Grave at Glastonbury Abbey
In 1191, monks at Glastonbury Abbey in southern England made a most fortuitous discovery in their monastic cemetery – the grave of King Arthur and Queen Guinevere. Contemporary historian Gerald of Wales recorded the find just two years later in his handbook for rulers, the Liber de Principis Instructione:
In our own lifetime Arthur’s body was discovered at Glastonbury, although the legends had always encouraged us to believe that there was something otherworldly about his ending, that he had resisted death and had been spirited away to some far-distant spot.
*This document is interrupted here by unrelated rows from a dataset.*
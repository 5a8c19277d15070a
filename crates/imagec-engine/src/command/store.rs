//! `$storeToDb`: mark the pipeline's objects for storage.
//!
//! Rows are not written here. The command registers the pipeline with the
//! iteration, measures cross-channel intensities on the pipeline's objects
//! and records the tile statistics; the scheduler turns the final object
//! list into rows once every pipeline has run on the work unit, so later
//! reclassifications are reflected in what is stored.

use std::path::PathBuf;

use image::{Rgb, RgbImage};
use serde::{Deserialize, Serialize};

use crate::context::ProcessContext;
use crate::error::{CommandError, IoError};
use crate::image::Depth;
use crate::results::{ImageStatsRow, PlaneStats};

/// Contour color burnt into control images.
const CONTOUR: Rgb<u8> = Rgb([255, 64, 64]);

#[derive(Debug, Clone, PartialEq, Serialize, Deserialize)]
#[serde(rename_all = "camelCase", default)]
pub struct StoreToDbSettings {
    /// Additional c-stacks whose intensities are measured under each object.
    pub cross_channel_c_stacks: Vec<i32>,
    /// Write a PNG of the measurement plane with object contours.
    pub control_image: bool,
    /// Red, green and blue weights of the control image background.
    pub control_image_color: [f32; 3],
}

impl Default for StoreToDbSettings {
    fn default() -> Self {
        Self {
            cross_channel_c_stacks: Vec::new(),
            control_image: false,
            control_image_color: [1.0; 3],
        }
    }
}

impl StoreToDbSettings {
    pub(crate) fn execute(&self, ctx: &mut ProcessContext<'_>) -> Result<(), CommandError> {
        let pipeline = ctx.pipeline_index();
        let own: Vec<_> = ctx
            .objects()
            .iter()
            .filter(|roi| roi.pipeline == pipeline)
            .map(|roi| roi.id)
            .collect();

        for &c in &self.cross_channel_c_stacks {
            let plane = ctx.channel_plane(c)?;
            for &id in &own {
                ctx.objects_mut().modify(id, |roi| {
                    let stats = roi.measure_intensity(&plane);
                    roi.metrics.cross_channel.insert(c, stats);
                });
            }
        }
        ctx.request_store(self.cross_channel_c_stacks.iter().copied());

        let control_image_path = if self.control_image {
            self.write_control_image(ctx)?
                .map(|p| p.to_string_lossy().into_owned())
        } else {
            None
        };

        let tile = *ctx.tile_info();
        let row = ImageStatsRow {
            image_id: ctx.image_label().image_id,
            channel_id: u32::try_from(pipeline).unwrap_or(u32::MAX),
            tile_idx: tile.index,
            t_stack: tile.t_stack,
            validity: ctx.validity(),
            invalidate_all: ctx.invalidates_image(),
            control_image_path,
            intensity: PlaneStats::measure(ctx.measurement_plane(), tile.valid_rect),
        };
        ctx.push_stats(row);
        tracing::debug!(pipeline, objects = own.len(), "objects marked for storage");
        Ok(())
    }

    /// Measurement plane with this pipeline's contours, written to the
    /// control image folder. `None` when no folder is configured.
    #[allow(clippy::cast_possible_truncation, clippy::cast_sign_loss)]
    fn write_control_image(&self, ctx: &ProcessContext<'_>) -> Result<Option<PathBuf>, CommandError> {
        let Some(folder) = ctx.control_image_folder() else {
            return Ok(None);
        };
        let plane = ctx.measurement_plane();
        let (_, max) = plane.convert_depth(Depth::U16).min_max();
        let color = plane
            .to_pseudo_color(self.control_image_color, 0, max.clamp(0.0, 65535.0) as u16)
            .map_err(|e| CommandError::InvalidInput(e.to_string()))?;
        let bgr = color.as_slice::<u8>().unwrap_or_default();
        let mut rgb = RgbImage::from_fn(color.width(), color.height(), |x, y| {
            let i = (y as usize * color.width() as usize + x as usize) * 3;
            bgr.get(i..i + 3).map_or(Rgb([0; 3]), |p| Rgb([p[2], p[1], p[0]]))
        });
        let pipeline = ctx.pipeline_index();
        for roi in ctx.objects().iter().filter(|r| r.pipeline == pipeline) {
            for p in roi.contour() {
                if p.x >= 0.0 && p.y >= 0.0 {
                    let (x, y) = (p.x as u32, p.y as u32);
                    if x < rgb.width() && y < rgb.height() {
                        rgb.put_pixel(x, y, CONTOUR);
                    }
                }
            }
        }

        let tile = ctx.tile_info();
        let path = folder.join(format!(
            "{}_p{}_t{}_tile{}.png",
            ctx.image_label().stem,
            pipeline,
            tile.t_stack,
            tile.index
        ));
        let io = |source| {
            CommandError::Io(IoError::Io {
                path: path.clone(),
                source,
            })
        };
        std::fs::create_dir_all(folder).map_err(io)?;
        rgb.save(&path)
            .map_err(|e| io(std::io::Error::other(e)))?;
        Ok(Some(path))
    }
}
The body was hidden deep in the earth in a hollowed-out oak bole and between two stone pyramids which had been set up long ago in the churchyard there… Beneath it, and not on top, as would be the custom nowadays, there was a stone slab, with a leaden cross attached to its underside. I have seen this cross myself and… the inscription read as follows:
HERE IN THE ISLE OF AVALON LIES BURIED THE RENOWNED KING ARTHUR, WITH GUINEVERE, HIS SECOND WIFEGerald of Wales
The monks did not doubt that Arthur was a real king. A leader whose deeds and faith had made him legendary centuries before they happened upon his grave. The discovery was an exceptionally lucky find for them, as the Abbey was in desperate need of funds for repairs. Finding the tomb of Britain’s greatest king was a boon, leading hordes of pilgrims, and their donations, to the impoverished Abbey. As it turns out, the grave was a fake; is this an apt metaphor for the whole of Arthurian history? Was King Arthur real?
Questioning King Arthur’s Existence
Unlike the monks, historians have long debated whether King Arthur was a myth or reality. While no direct evidence of Arthur as a king or a warrior survives today, many historians are hesitant to wholly discredit the possibility that Arthur was a historical figure.
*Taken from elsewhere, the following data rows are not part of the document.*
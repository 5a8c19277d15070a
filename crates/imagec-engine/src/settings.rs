//! Analysis settings: the JSON document a job is started from.
//!
//! ```json
//! {
//!   "imagecMeta": { "swVersion": "1.0.0", "buildTime": "..." },
//!   "projectSettings": { "experiment": {}, "plates": [], "imageSetup": {}, "runtime": {}, "results": {} },
//!   "classification": { "classes": [ { "classId": 1, "name": "nucleus", "color": "#1f77b4" } ] },
//!   "pipelines": [ ... ]
//! }
//! ```
//!
//! Keys are camelCase, unknown keys are ignored and missing keys take the
//! defaults documented on each field.

use std::path::{Path, PathBuf};

use serde::{Deserialize, Serialize};

use crate::command::Command;
use crate::error::ConfigError;
use crate::pipeline::{Pipeline, PipelineMeta, PipelinePlan, PipelineSetup, validate_pipelines};
use crate::results::{ClassRecord, PlateRecord};
use crate::types::{ClassId, ClassIdIn};

/// Default filename pattern: `..._B3_12...` is well B3, image 12.
pub const DEFAULT_FILENAME_REGEX: &str = "_((.)([0-9]+))_([0-9]+)";

/// Extension of pipeline template files.
pub const TEMPLATE_EXTENSION: &str = "ictempl";

/// Top-level settings document.
#[derive(Debug, Clone, Default, Serialize, Deserialize)]
#[serde(rename_all = "camelCase", default)]
pub struct AnalyzeSettings {
    pub imagec_meta: ImagecMeta,
    pub project_settings: ProjectSettings,
    pub classification: Classification,
    pub pipelines: Vec<Pipeline>,
}

impl AnalyzeSettings {
    /// Parse settings from a JSON string.
    ///
    /// # Errors
    ///
    /// Returns [`ConfigError::Parse`] for malformed JSON or wrong types.
    pub fn from_json(json: &str) -> Result<Self, ConfigError> {
        Ok(serde_json::from_str(json)?)
    }

    /// Read and parse a settings file.
    ///
    /// # Errors
    ///
    /// Returns [`ConfigError::Read`] when the file cannot be read and
    /// [`ConfigError::Parse`] when it is not valid settings JSON.
    pub fn load(path: &Path) -> Result<Self, ConfigError> {
        let json = std::fs::read_to_string(path).map_err(|source| ConfigError::Read {
            path: path.to_path_buf(),
            source,
        })?;
        Self::from_json(&json)
    }

    /// Serialize back to pretty JSON (the job's settings snapshot).
    ///
    /// # Errors
    ///
    /// Returns [`ConfigError::Parse`] if serialization fails.
    pub fn to_json(&self) -> Result<String, ConfigError> {
        Ok(serde_json::to_string_pretty(self)?)
    }

    /// Validate the whole document and resolve the pipelines into
    /// executable plans.
    ///
    /// # Errors
    ///
    /// Returns the first [`ConfigError`] found: invalid plate or runtime
    /// settings, duplicate class ids, or any pipeline validation error.
    pub fn validate(&self) -> Result<Vec<PipelinePlan>, ConfigError> {
        self.project_settings.validate()?;
        self.classification.validate()?;
        validate_pipelines(&self.pipelines, &self.classification)
    }
}

/// Software version stamp written by the producer of the file.
#[derive(Debug, Clone, Default, PartialEq, Eq, Serialize, Deserialize)]
#[serde(rename_all = "camelCase", default)]
pub struct ImagecMeta {
    pub sw_version: String,
    pub build_time: String,
}

#[derive(Debug, Clone, Default, Serialize, Deserialize)]
#[serde(rename_all = "camelCase", default)]
pub struct ProjectSettings {
    pub experiment: Experiment,
    pub plates: Vec<PlateSettings>,
    pub image_setup: ImageSetup,
    pub runtime: RuntimeSettings,
    pub results: ResultsOutput,
}

impl ProjectSettings {
    fn validate(&self) -> Result<(), ConfigError> {
        for plate in &self.plates {
            if plate.rows == 0 || plate.cols == 0 {
                return Err(ConfigError::Invalid {
                    field: format!("plates[{}]", plate.plate_id),
                    reason: "rows and cols must be at least 1".to_owned(),
                });
            }
            regex::Regex::new(&plate.filename_regex)?;
        }
        if self.image_setup.composite_tile_width == 0 || self.image_setup.composite_tile_height == 0
        {
            return Err(ConfigError::Invalid {
                field: "imageSetup.compositeTileWidth/Height".to_owned(),
                reason: "tile size must be positive".to_owned(),
            });
        }
        let pixel_size = self.image_setup.pixel_size;
        if pixel_size.is_nan() || pixel_size <= 0.0 {
            return Err(ConfigError::Invalid {
                field: "imageSetup.pixelSize".to_owned(),
                reason: "pixel size must be positive".to_owned(),
            });
        }
        Ok(())
    }

    /// Plates as stored with the job.
    #[must_use]
    pub fn plate_records(&self) -> Vec<PlateRecord> {
        self.plates
            .iter()
            .map(|p| PlateRecord {
                plate_id: p.plate_id,
                name: p.name.clone(),
                rows: p.rows,
                cols: p.cols,
                well_image_order: p.well_image_order.clone(),
            })
            .collect()
    }
}

/// Descriptive experiment metadata.
#[derive(Debug, Clone, Default, PartialEq, Eq, Serialize, Deserialize)]
#[serde(rename_all = "camelCase", default)]
pub struct Experiment {
    pub experiment_id: String,
    pub name: String,
    pub scientists: Vec<String>,
    pub notes: String,
}

/// One plate and where its images live.
#[derive(Debug, Clone, PartialEq, Eq, Serialize, Deserialize)]
#[serde(rename_all = "camelCase", default)]
pub struct PlateSettings {
    pub plate_id: u16,
    pub name: String,
    /// Default 8 (96-well plate).
    pub rows: u16,
    /// Default 12.
    pub cols: u16,
    pub image_folder: PathBuf,
    /// Four groups: well label, row letter, column number, image index.
    pub filename_regex: String,
    /// Layout of image numbers inside one well, row by row.
    pub well_image_order: Vec<Vec<u32>>,
}

impl Default for PlateSettings {
    fn default() -> Self {
        Self {
            plate_id: 1,
            name: String::new(),
            rows: 8,
            cols: 12,
            image_folder: PathBuf::new(),
            filename_regex: DEFAULT_FILENAME_REGEX.to_owned(),
            well_image_order: vec![vec![1, 2], vec![3, 4]],
        }
    }
}

/// How images are read.
#[derive(Debug, Clone, PartialEq, Serialize, Deserialize)]
#[serde(rename_all = "camelCase", default)]
pub struct ImageSetup {
    /// Default 4096.
    pub composite_tile_width: u32,
    /// Default 4096.
    pub composite_tile_height: u32,
    pub series: u32,
    pub resolution: u32,
    /// Physical size of one pixel edge. Default 1.
    pub pixel_size: f64,
    /// Default `px`.
    pub pixel_size_unit: String,
}

impl Default for ImageSetup {
    fn default() -> Self {
        Self {
            composite_tile_width: 4096,
            composite_tile_height: 4096,
            series: 0,
            resolution: 0,
            pixel_size: 1.0,
            pixel_size_unit: "px".to_owned(),
        }
    }
}

/// Concurrency limits. `0` means "number of host cores".
#[derive(Debug, Clone, Copy, PartialEq, Eq, Serialize, Deserialize)]
#[serde(rename_all = "camelCase", default)]
pub struct RuntimeSettings {
    pub max_image_parallel: usize,
    pub max_tile_parallel: usize,
    pub max_channel_parallel: usize,
}

impl Default for RuntimeSettings {
    fn default() -> Self {
        Self {
            max_image_parallel: 1,
            max_tile_parallel: 0,
            max_channel_parallel: 0,
        }
    }
}

/// Where results go.
#[derive(Debug, Clone, PartialEq, Eq, Serialize, Deserialize)]
#[serde(rename_all = "camelCase", default)]
pub struct ResultsOutput {
    pub job_name: String,
    /// Default `results.icdb`.
    pub output_file: PathBuf,
    /// Folder for control images; none are written when unset.
    pub control_image_folder: Option<PathBuf>,
}

impl Default for ResultsOutput {
    fn default() -> Self {
        Self {
            job_name: String::new(),
            output_file: PathBuf::from("results.icdb"),
            control_image_folder: None,
        }
    }
}

/// Project-wide class list.
#[derive(Debug, Clone, Default, PartialEq, Eq, Serialize, Deserialize)]
#[serde(rename_all = "camelCase", default)]
pub struct Classification {
    pub classes: Vec<ClassInfo>,
}

#[derive(Debug, Clone, PartialEq, Eq, Serialize, Deserialize)]
#[serde(rename_all = "camelCase")]
pub struct ClassInfo {
    pub class_id: ClassId,
    pub name: String,
    #[serde(default)]
    pub color: String,
}

impl Classification {
    fn validate(&self) -> Result<(), ConfigError> {
        let mut seen = std::collections::BTreeSet::new();
        for class in &self.classes {
            if class.class_id == ClassId::NONE || !seen.insert(class.class_id) {
                return Err(ConfigError::Invalid {
                    field: "classification.classes".to_owned(),
                    reason: format!("class id {} is reserved or duplicated", class.class_id.0),
                });
            }
        }
        Ok(())
    }

    /// Resolve a class reference.
    ///
    /// `$` maps to `default`, `$N` to the N-th listed class, `None` to
    /// [`ClassId::NONE`] and a numeric id to itself if it is listed.
    #[must_use]
    pub fn resolve(&self, reference: ClassIdIn, default: ClassId) -> Option<ClassId> {
        match reference {
            ClassIdIn::Default => Some(default),
            ClassIdIn::Indexed(n) => self
                .classes
                .get(usize::from(n).checked_sub(1)?)
                .map(|c| c.class_id),
            ClassIdIn::Id(id) => self.contains(id).then_some(id),
            ClassIdIn::None => Some(ClassId::NONE),
        }
    }

    #[must_use]
    pub fn contains(&self, id: ClassId) -> bool {
        self.classes.iter().any(|c| c.class_id == id)
    }

    #[must_use]
    pub fn name_of(&self, id: ClassId) -> Option<&str> {
        self.classes
            .iter()
            .find(|c| c.class_id == id)
            .map(|c| c.name.as_str())
    }

    #[must_use]
    pub fn records(&self) -> Vec<ClassRecord> {
        self.classes
            .iter()
            .map(|c| ClassRecord {
                class_id: c.class_id,
                name: c.name.clone(),
                color: c.color.clone(),
            })
            .collect()
    }
}

/// A reusable pipeline stored as `.ictempl`.
#[derive(Debug, Clone, Default, Serialize, Deserialize)]
#[serde(rename_all = "camelCase", default)]
pub struct PipelineTemplate {
    pub meta: PipelineMeta,
    pub pipeline_setup: PipelineSetup,
    pub pipeline_steps: Vec<Command>,
    /// Schema of the template's user-facing parameters, opaque here.
    pub config_schema: String,
}

impl PipelineTemplate {
    /// Read a template file.
    ///
    /// # Errors
    ///
    /// Returns [`ConfigError::Invalid`] for a wrong extension,
    /// [`ConfigError::Read`] or [`ConfigError::Parse`] otherwise.
    pub fn load(path: &Path) -> Result<Self, ConfigError> {
        if path.extension().and_then(|e| e.to_str()) != Some(TEMPLATE_EXTENSION) {
            return Err(ConfigError::Invalid {
                field: path.display().to_string(),
                reason: format!("templates use the .{TEMPLATE_EXTENSION} extension"),
            });
        }
        let json = std::fs::read_to_string(path).map_err(|source| ConfigError::Read {
            path: path.to_path_buf(),
            source,
        })?;
        Ok(serde_json::from_str(&json)?)
    }

    /// Instantiate the template as a pipeline.
    #[must_use]
    pub fn into_pipeline(self) -> Pipeline {
        Pipeline {
            meta: self.meta,
            pipeline_setup: self.pipeline_setup,
            pipeline_steps: self.pipeline_steps,
        }
    }
}

#[cfg(test)]
#[allow(clippy::unwrap_used)]
mod tests {
    use super::*;

    fn classification() -> Classification {
        Classification {
            classes: vec![
                ClassInfo {
                    class_id: ClassId(10),
                    name: "nucleus".to_owned(),
                    color: String::new(),
                },
                ClassInfo {
                    class_id: ClassId(20),
                    name: "cell".to_owned(),
                    color: String::new(),
                },
            ],
        }
    }

    // --- parsing tests ---

    #[test]
    fn empty_document_takes_defaults() {
        let settings = AnalyzeSettings::from_json("{}").unwrap();
        assert!(settings.pipelines.is_empty());
        assert_eq!(settings.project_settings.image_setup.composite_tile_width, 4096);
        assert_eq!(settings.project_settings.runtime.max_image_parallel, 1);
    }

    #[test]
    fn unknown_keys_are_ignored() {
        let settings =
            AnalyzeSettings::from_json(r#"{"futureKey": 1, "imagecMeta": {"swVersion": "2"}}"#)
                .unwrap();
        assert_eq!(settings.imagec_meta.sw_version, "2");
    }

    #[test]
    fn malformed_json_is_a_parse_error() {
        assert!(matches!(
            AnalyzeSettings::from_json("{"),
            Err(ConfigError::Parse(_))
        ));
    }

    #[test]
    fn plate_with_zero_rows_is_rejected() {
        let mut settings = AnalyzeSettings::default();
        settings.project_settings.plates.push(PlateSettings {
            rows: 0,
            ..PlateSettings::default()
        });
        assert!(matches!(
            settings.validate(),
            Err(ConfigError::Invalid { .. })
        ));
    }

    // --- classification tests ---

    #[test]
    fn resolves_all_reference_forms() {
        let c = classification();
        let default = ClassId(10);
        assert_eq!(c.resolve(ClassIdIn::Default, default), Some(ClassId(10)));
        assert_eq!(c.resolve(ClassIdIn::Indexed(2), default), Some(ClassId(20)));
        assert_eq!(c.resolve(ClassIdIn::Indexed(3), default), None);
        assert_eq!(c.resolve(ClassIdIn::Id(ClassId(20)), default), Some(ClassId(20)));
        assert_eq!(c.resolve(ClassIdIn::Id(ClassId(5)), default), None);
        assert_eq!(c.resolve(ClassIdIn::None, default), Some(ClassId::NONE));
    }

    #[test]
    fn duplicate_class_ids_are_rejected() {
        let mut c = classification();
        c.classes[1].class_id = ClassId(10);
        assert!(c.validate().is_err());
    }

    // --- template tests ---

    #[test]
    fn template_requires_extension() {
        let dir = tempfile::tempdir().unwrap();
        let path = dir.path().join("cells.json");
        std::fs::write(&path, "{}").unwrap();
        assert!(matches!(
            PipelineTemplate::load(&path),
            Err(ConfigError::Invalid { .. })
        ));
    }

    #[test]
    fn template_loads_into_pipeline() {
        let dir = tempfile::tempdir().unwrap();
        let path = dir.path().join("cells.ictempl");
        std::fs::write(
            &path,
            r#"{"meta": {"name": "Cells"}, "configSchema": "{}",
                "pipelineSteps": [{"$blur": {"mode": "GAUSSIAN", "kernelSize": 5}}]}"#,
        )
        .unwrap();
        let pipeline = PipelineTemplate::load(&path).unwrap().into_pipeline();
        assert_eq!(pipeline.meta.name, "Cells");
        assert_eq!(pipeline.pipeline_steps.len(), 1);
    }
}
Historians like David Dumville, Nicholas Higham, Guy Halsall, and Michael Wood, while appreciative of the later medieval fictions and legendary impact of Arthur in courtly society, have asserted that a real Arthur, wholly lacking direct and contemporary evidence, did not exist.
Others, like Eric John, in his 1996 Reassessing Anglo-Saxon England, will not dismiss the core of historical reality behind this tradition:
“Only a romantic novelist would seek to find the real Arthur. But traditions of some antiquity say he was a real person and in sufficient number to make it difficult to explain them away. They never call him king but present him as a successful general. They say he won battles in places they name and there is general agreement where those places were. None of this, sounds like myth.”
If Arthur were a real person, he would have flourished in the tumultuous fifth century. An era popularly, but wrongly, known as the dark ages. The Romans had fled Britannia as their Empire diminished, leaving Romanized Britons to the mercy of Saxon invaders. This period swirls with controversy, and historical debate called an age of invasion, migration, colonization, or simple settlement.
Professor Susan Oosthuizen maintains that archaeological, historical, and linguistic evidence indicates not invasion and conquest, but continuity and cultural assimilation, as Germanic peoples slowly migrated into Britain and the local British population adapted to their new post-Roman existence.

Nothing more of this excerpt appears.